Our team found that shoppers love the clean and open aesthetic of the stores, a look that is replicated on the online site and mobile app. They also appreciate the availability and capability of the employees, and the range of price points of items. Some of their complaints involved higher prices in comparison to quality of goods, an aversion to carrying items home from the store, and a desire for a more streamlined checkout process.

We used surveys to find a representative demographic pool from which to pull users to test the current mobile and desktop sites, as well as to gain a few insights en masse. Our survey returned 22 responses, all of which had used mobile or desktop sites to make purchases online in the past year, with a varying range of comfortability with mobile shopping applications.

The team also used heuristic analysis, a method for quantifying the more subjective aspects of a site, to determine what aspects of the site had the most room for growth. We discovered that findability both internally (search bar) and externally (traditional search engines) was high for products offered. Filters are robust and predictive suggestions appear in line with search bar.

Additionally, the results page shows related products below the displayed search results. Advanced filtering integrates with local store inventory system for “in­-stock” status.

Competitive and Comparative Feature Analysis were used to gauge the market climate and determine what the other players offered.

Accessibility and communication are clear within the site, implementing breadcrumbs, clear calls to action, and consistent global navigation.
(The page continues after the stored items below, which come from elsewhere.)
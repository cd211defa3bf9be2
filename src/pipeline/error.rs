use crate::capture::BackendError;

/// Reasons a capture attempt ends without an image.
///
/// Every variant is terminal for the attempt; the only retry in the pipeline
/// is the bounded warm-up loop inside frame acquisition.
#[derive(Debug, Clone, PartialEq, Eq, thiserror::Error)]
pub enum CaptureError {
    /// `capture` was called before `initialize` (or after `teardown`).
    #[error("capture subsystem is not initialized")]
    NotInitialized,
    #[error("no camera device found")]
    NoDeviceFound,
    /// Device enumeration itself failed.
    #[error("failed to enumerate camera devices: {0}")]
    DeviceInitError(String),
    #[error("failed to activate camera: {0}")]
    ActivationFailed(String),
    #[error("unsupported video format: {0}")]
    UnsupportedFormat(String),
    /// Warm-up exhaustion, reader/buffer/lock failure, or allocation failure.
    #[error("failed to capture image: {0}")]
    CaptureFailed(String),
}

impl CaptureError {
    pub(crate) fn device_init(err: BackendError) -> Self {
        Self::DeviceInitError(err.to_string())
    }

    pub(crate) fn activation(err: BackendError) -> Self {
        Self::ActivationFailed(err.to_string())
    }

    pub(crate) fn format(err: BackendError) -> Self {
        Self::UnsupportedFormat(err.to_string())
    }

    pub(crate) fn capture(err: BackendError) -> Self {
        Self::CaptureFailed(err.to_string())
    }
}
Visual contrast is high, utilizing a monochromatic color scheme with the recognizable Target red prominent throughout. Alt tags restate the names of items, but do not explain further details.
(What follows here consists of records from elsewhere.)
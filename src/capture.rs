// Capture engine module: backend traits, subsystem lifecycle and the
// platform backend (Media Foundation on Windows, a failing stub elsewhere).

pub mod backend;
pub mod subsystem;
pub mod types;

#[cfg(windows)]
pub mod mf;
#[cfg(not(windows))]
pub mod stub;

#[cfg(test)]
pub mod mock;

// Re-export commonly used types and functions
pub use backend::{
    BackendError, CaptureBackend, MediaBuffer, MediaSample, MediaSource, SampleReader,
    VideoDevice,
};
pub use subsystem::{initialize, initialize_with, is_initialized, teardown, Runtime, SubsystemError};
pub use types::{PixelLayout, ReaderOptions, StreamFormat, VideoSubtype};

/// Backend used by [`crate::pipeline::capture`] on this platform.
#[cfg(windows)]
pub type PlatformBackend = mf::MediaFoundationBackend;
/// Runtime installed by [`initialize`] on this platform.
#[cfg(windows)]
pub type PlatformRuntime = mf::MediaFoundationRuntime;

#[cfg(not(windows))]
pub type PlatformBackend = stub::UnsupportedBackend;
#[cfg(not(windows))]
pub type PlatformRuntime = stub::UnsupportedRuntime;
// Backend traits: the seam between the capture pipeline and a native media runtime.
//
// Every handle type releases its native resource on drop, so scoped ownership
// in the pipeline gives one release per acquisition on every exit path.

use std::ops::Deref;

use super::types::{PixelLayout, ReaderOptions, StreamFormat};

/// Failure reported by a native backend call.
#[derive(Debug, Clone, PartialEq, Eq, thiserror::Error)]
#[error("{operation} failed: {message}")]
pub struct BackendError {
    /// Native call or step that failed
    pub operation: &'static str,
    pub message: String,
}

impl BackendError {
    pub fn new(operation: &'static str, message: impl Into<String>) -> Self {
        Self {
            operation,
            message: message.into(),
        }
    }
}

#[cfg(windows)]
impl From<(&'static str, windows::core::Error)> for BackendError {
    fn from((operation, err): (&'static str, windows::core::Error)) -> Self {
        Self::new(
            operation,
            format!("0x{:08X} {}", err.code().0, err.message()),
        )
    }
}

pub type BackendResult<T> = std::result::Result<T, BackendError>;

/// Entry point of a media runtime: lists video-capture devices.
pub trait CaptureBackend {
    type Device: VideoDevice;

    /// Enumerate video-capture devices in system order.
    fn enumerate_devices(&mut self) -> BackendResult<Vec<Self::Device>>;
}

/// An enumerated, not yet activated, device descriptor.
pub trait VideoDevice {
    type Source: MediaSource;

    fn friendly_name(&self) -> Option<String>;

    /// Instantiate the device as a media source.
    fn activate(&self) -> BackendResult<Self::Source>;
}

/// An activated device.
pub trait MediaSource {
    type Reader: SampleReader;

    /// Create a sample reader over the source's streams.
    ///
    /// Consumes the source: the reader keeps whatever it needs, and the
    /// device handle is released whether or not this succeeds.
    fn into_reader(self, options: ReaderOptions) -> BackendResult<Self::Reader>;
}

/// A reader bound to the first video stream of a source.
pub trait SampleReader {
    type Sample: MediaSample;

    /// Ask the stream to deliver `layout`. The device may refuse.
    fn request_layout(&mut self, layout: PixelLayout) -> BackendResult<()>;

    /// Query the format actually in effect.
    fn current_format(&mut self) -> BackendResult<StreamFormat>;

    /// Blocking read of the next sample. `Ok(None)` when the stream produced
    /// no sample this time (stream tick, device not ready).
    fn read_sample(&mut self) -> BackendResult<Option<Self::Sample>>;
}

/// A delivered video sample, possibly split across several buffers.
pub trait MediaSample {
    type Buffer: MediaBuffer;

    /// Flatten the sample into one contiguous buffer.
    fn to_contiguous(&self) -> BackendResult<Self::Buffer>;
}

/// A contiguous media buffer whose bytes are accessible while locked.
pub trait MediaBuffer {
    /// Lock guard; unlocks on drop.
    type Guard<'a>: Deref<Target = [u8]>
    where
        Self: 'a;

    fn lock(&mut self) -> BackendResult<Self::Guard<'_>>;
}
Learnability and controllability on the sites were high, implementing repeating patterns and familiar design elements such as profile image, shopping cart, and masthead navigation. The system provides a quick way for users to bookmark certain products to revisit at another time.

Heuristic analysis can quickly reveal which aspects of a site have the most opportunity for improvement

In terms of usability, the users we tested had difficulty completing secondary tasks not associated with finding products and checking out, such as filtering items based on store location. Users were able to select a local store, but it was unclear at first glance when examining a product if that product was available at the store. There were also issues with users selecting a store and trying to figure out if an item was in stock there; the information is on the site and accessible, however it is not entirely clear how to filter product results to only show items in stock at the individual store.

In addition, searching for and using coupons through both the desktop and mobile sites proved extremely difficult, forcing all users to abandon the task before completion. It seems this is due to several factors, including

a) the “Deals” section being broken up into several subsections with overlapping functionality, and a store­-specific coupon list called “Weekly Ad”. Some stores did not list any applicable coupons at all, and the ones that did were not comprehensive.

b) a lack of communication regarding coupons and deals being available in­store or online-only.

c) a separate coupon site, “Cartwheel”, that only functioned within the Target mobile application when on a mobile device and required physically printing the coupons at home when on desktop.

Another issue our team discovered was in the realm of credibility. On most product detail pages and in the “Deals” category pages, sponsored links are prominent and take users outside Target.com, in some cases to direct competitors. Several even looked like coupons in the area that would normally contain Target coupons, confusing and frustrating users.

360° room tours, a hidden feature of the Target.com desktop site

Value and delight metrics were high for our tested users on the site. Information was provided about an item’s aisle location in the local store and the options for delivery or in­-store pickup were clear. Delightful features included 360­° room tours with clickable item links and an ability to take a photo of your home space and input a piece of furniture using augmented reality.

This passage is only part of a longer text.